HEALTH

Flagstaff mayor restricts many businesses to fight spread of new coronavirus. Tempe may give its mayor greater power too

Kaila White
Arizona Republic

Flagstaff Mayor Coral Evans issued a wide-reaching proclamation Monday night limiting dining at restaurants and closing most gathering places in an effort to fight the spread of the new coronavirus. 

Doing so makes Flagstaff the first city in Arizona to take such measures. Tempe is expected to vote Thursday to give its mayor greater power. 

The Flagstaff proclamation bans all restaurants, cafes, coffeehouses and the like from serving food and drinks for consumption on-site, and bans people from remaining on-site to eat or drink.

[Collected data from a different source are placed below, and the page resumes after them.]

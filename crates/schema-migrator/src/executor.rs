//! Migration execution.
//!
//! Files run strictly in filename order. Inside a file, statements run in
//! order; an ignorable failure is logged and skipped, a fatal one marks the
//! file failed and skips its remaining statements. Execution then moves on to
//! the next file so one broken migration does not block the rest.

use std::collections::BTreeMap;
use std::sync::Arc;

use proprietary_scrub::SourceFile;
use serde::{Deserialize, Serialize};
use tracing::{debug, info, warn};

use crate::classifier::{ErrorClass, ErrorClassifier};
use crate::database::DatabaseApi;
use crate::error::MigrationError;
use crate::sql::split_statements;
use crate::Result;

/// Conventional migrations directory.
pub const MIGRATIONS_DIR: &str = "supabase/migrations/";

/// One migration file.
#[derive(Debug, Clone, PartialEq, Eq, Serialize, Deserialize)]
pub struct MigrationFile {
    pub path: String,
    pub content: String,
}

impl MigrationFile {
    pub fn file_name(&self) -> &str {
        self.path.rsplit('/').next().unwrap_or(&self.path)
    }
}

/// Pick the `.sql` files under the migrations directory, ordered by file name.
pub fn select_migrations(files: &[SourceFile]) -> Vec<MigrationFile> {
    let mut selected: Vec<MigrationFile> = files
        .iter()
        .filter(|f| {
            let path = f.path.trim_start_matches("./").trim_start_matches('/');
            path.starts_with(MIGRATIONS_DIR) && path.ends_with(".sql")
        })
        .map(|f| MigrationFile {
            path: f.path.clone(),
            content: f.content.clone(),
        })
        .collect();
    selected.sort_by(|a, b| {
        a.file_name()
            .cmp(b.file_name())
            .then_with(|| a.path.cmp(&b.path))
    });
    selected
}

/// A file that hit a fatal error.
#[derive(Debug, Clone, PartialEq, Serialize, Deserialize)]
#[serde(rename_all = "camelCase")]
pub struct FailedMigration {
    pub file: String,
    /// Zero-based index of the failing statement.
    pub statement_index: usize,
    pub error: String,
}

/// Phase-level migration outcome.
#[derive(Debug, Clone, Default, PartialEq, Serialize, Deserialize)]
#[serde(rename_all = "camelCase")]
pub struct MigrationReport {
    pub total_migrations: usize,
    pub executed: usize,
    /// Files with no executable statements.
    pub skipped: usize,
    pub failed: usize,
    pub failed_details: Vec<FailedMigration>,
    /// Percentage of files that did not fail.
    pub success_rate: f64,
    pub statements_executed: usize,
    pub statements_ignored: usize,
    pub secrets_synced: usize,
    pub secrets_failed: usize,
}

impl MigrationReport {
    /// No failures, or fewer than half of the files failed and at least one
    /// ran.
    pub fn is_success(&self) -> bool {
        self.failed == 0 || (self.failed * 2 < self.total_migrations && self.executed >= 1)
    }

    pub fn http_status(&self) -> u16 {
        if self.failed == 0 {
            200
        } else if self.is_success() {
            207
        } else {
            500
        }
    }

    fn finish(&mut self) {
        self.success_rate = if self.total_migrations == 0 {
            100.0
        } else {
            let ok = (self.total_migrations - self.failed) as f64;
            (ok / self.total_migrations as f64 * 1000.0).round() / 10.0
        };
    }
}

/// Outcome of pushing secrets.
#[derive(Debug, Clone, Default, PartialEq, Eq, Serialize, Deserialize)]
#[serde(rename_all = "camelCase")]
pub struct SecretSyncReport {
    pub synced: usize,
    pub failed: usize,
    pub failed_names: Vec<String>,
}

enum FileOutcome {
    Executed,
    Skipped,
    Failed(FailedMigration),
}

/// Runs migrations against a [`DatabaseApi`].
pub struct MigrationExecutor {
    db: Arc<dyn DatabaseApi>,
    classifier: ErrorClassifier,
}

impl MigrationExecutor {
    pub fn new(db: Arc<dyn DatabaseApi>, classifier: ErrorClassifier) -> Self {
        MigrationExecutor { db, classifier }
    }

    /// Executor with the PostgreSQL vocabulary.
    pub fn postgres(db: Arc<dyn DatabaseApi>) -> Result<Self> {
        Ok(Self::new(db, ErrorClassifier::postgres()?))
    }

    /// Run `files` in order. Only rejected credentials abort the run; every
    /// other failure is recorded per file.
    pub async fn run(&self, files: &[MigrationFile]) -> Result<MigrationReport> {
        let mut report = MigrationReport {
            total_migrations: files.len(),
            ..Default::default()
        };

        for file in files {
            match self.run_file(file, &mut report).await? {
                FileOutcome::Executed => report.executed += 1,
                FileOutcome::Skipped => report.skipped += 1,
                FileOutcome::Failed(detail) => {
                    report.failed += 1;
                    report.failed_details.push(detail);
                }
            }
        }

        report.finish();
        info!(
            total = report.total_migrations,
            executed = report.executed,
            skipped = report.skipped,
            failed = report.failed,
            statements = report.statements_executed,
            ignored = report.statements_ignored,
            "Migrations finished"
        );
        Ok(report)
    }

    async fn run_file(
        &self,
        file: &MigrationFile,
        report: &mut MigrationReport,
    ) -> Result<FileOutcome> {
        let statements = split_statements(&file.content);
        if statements.is_empty() {
            debug!(file = %file.path, "Migration has no statements");
            return Ok(FileOutcome::Skipped);
        }

        for (index, statement) in statements.iter().enumerate() {
            match self.db.execute(statement).await {
                Ok(()) => report.statements_executed += 1,
                Err(err @ MigrationError::Unauthorized { .. }) => return Err(err),
                Err(err) => match self.classifier.classify_error(&err) {
                    ErrorClass::Ignorable => {
                        debug!(file = %file.path, statement = index, error = %err.message(), "Ignoring already-applied statement");
                        report.statements_ignored += 1;
                    }
                    ErrorClass::Fatal => {
                        warn!(file = %file.path, statement = index, error = %err, "Migration failed, skipping rest of file");
                        return Ok(FileOutcome::Failed(FailedMigration {
                            file: file.path.clone(),
                            statement_index: index,
                            error: err.to_string(),
                        }));
                    }
                },
            }
        }
        Ok(FileOutcome::Executed)
    }

    /// Push secrets one at a time. Individual failures are counted, not
    /// raised. Values are never logged.
    pub async fn sync_secrets(&self, secrets: &BTreeMap<String, String>) -> SecretSyncReport {
        let mut sync = SecretSyncReport::default();
        for (name, value) in secrets {
            match self.db.upsert_secret(name, value).await {
                Ok(()) => sync.synced += 1,
                Err(e) => {
                    warn!(secret = %name, error = %e, "Secret sync failed");
                    sync.failed += 1;
                    sync.failed_names.push(name.clone());
                }
            }
        }
        sync
    }
}

#[cfg(test)]
mod tests {
    use super::*;

    #[test]
    fn test_select_filters_and_orders_by_file_name() {
        let files = vec![
            SourceFile::new("supabase/migrations/20240102_b.sql", "b"),
            SourceFile::new("supabase/migrations/20240101_a.sql", "a"),
            SourceFile::new("supabase/seed.sql", "seed"),
            SourceFile::new("supabase/migrations/README.md", "doc"),
            SourceFile::new("./supabase/migrations/20231231_z.sql", "z"),
        ];
        let names: Vec<String> = select_migrations(&files)
            .iter()
            .map(|m| m.file_name().to_string())
            .collect();
        assert_eq!(
            names,
            vec!["20231231_z.sql", "20240101_a.sql", "20240102_b.sql"]
        );
    }

    #[test]
    fn test_success_thresholds() {
        let mut report = MigrationReport {
            total_migrations: 4,
            executed: 3,
            failed: 1,
            ..Default::default()
        };
        assert!(report.is_success());
        assert_eq!(report.http_status(), 207);

        report.executed = 2;
        report.failed = 2;
        assert!(!report.is_success());
        assert_eq!(report.http_status(), 500);

        report.executed = 0;
        report.failed = 0;
        report.total_migrations = 0;
        assert!(report.is_success());
        assert_eq!(report.http_status(), 200);
    }

    #[test]
    fn test_success_rate() {
        let mut report = MigrationReport {
            total_migrations: 3,
            executed: 2,
            failed: 1,
            ..Default::default()
        };
        report.finish();
        assert_eq!(report.success_rate, 66.7);
    }
}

Instead, businesses can offer delivery, drive-thru and to-go options. 

It also closes gathering places like bars, breweries, wineries, theaters, performance venues, libraries, museums, gyms and fitness centers, and all entertainment facilities such as bingo halls, bowling alleys and skating rinks.

The restrictions do not apply to grocery stores or convenience stores, pharmacies or drug stores, food banks or cafeterias within health care facilities or on college campuses. 

The proclamation goes into effect at 8 p.m. Tuesday and will be in place through April 1. Anyone who violates the prohibitions can be charged with a Class 1 misdemeanor, according to the proclamation. 

“As the mayor of the city of Flagstaff you elected me to look over our well being and that is what I am doing here tonight,” Evans said in a livestreamed video posted on the Flagstaff City Government Facebook page Monday night. 

“We will definitely weather this. This is something that Flagstaff is very good at, and that is being community and being resilient. I want you to know that this decision did not come lightly," she said. 

On Sunday, Evans declared a state of emergency for the city, which gives her the power to impose such restrictions through proclamations. 

The Tempe City Council will consider a similar measure at a special meeting on Thursday. The ordinance, if approved by six of seven council members, would allow the mayor to declare a citywide emergency and give the mayor the authority to enact "necessary emergency response measures via proclamation," according to a news release from the city.

"The city is pursuing this as a precautionary measure in case it is necessary, during the course of the response to this rapidly evolving public health emergency," Tempe's released statement.

In Evans's proclamation, she cited Sen. Kyrsten Sinema's phone conference Monday with the state's mayors urging them to take greater action to reduce the spread of the virus.  

Arizona's strategies to prevent the spread of the disease, also called COVID-19, remain less aggressive than those taken by other states, even after Gov. Doug Ducey reversed course Sunday and ordered schools to close through the end of the month.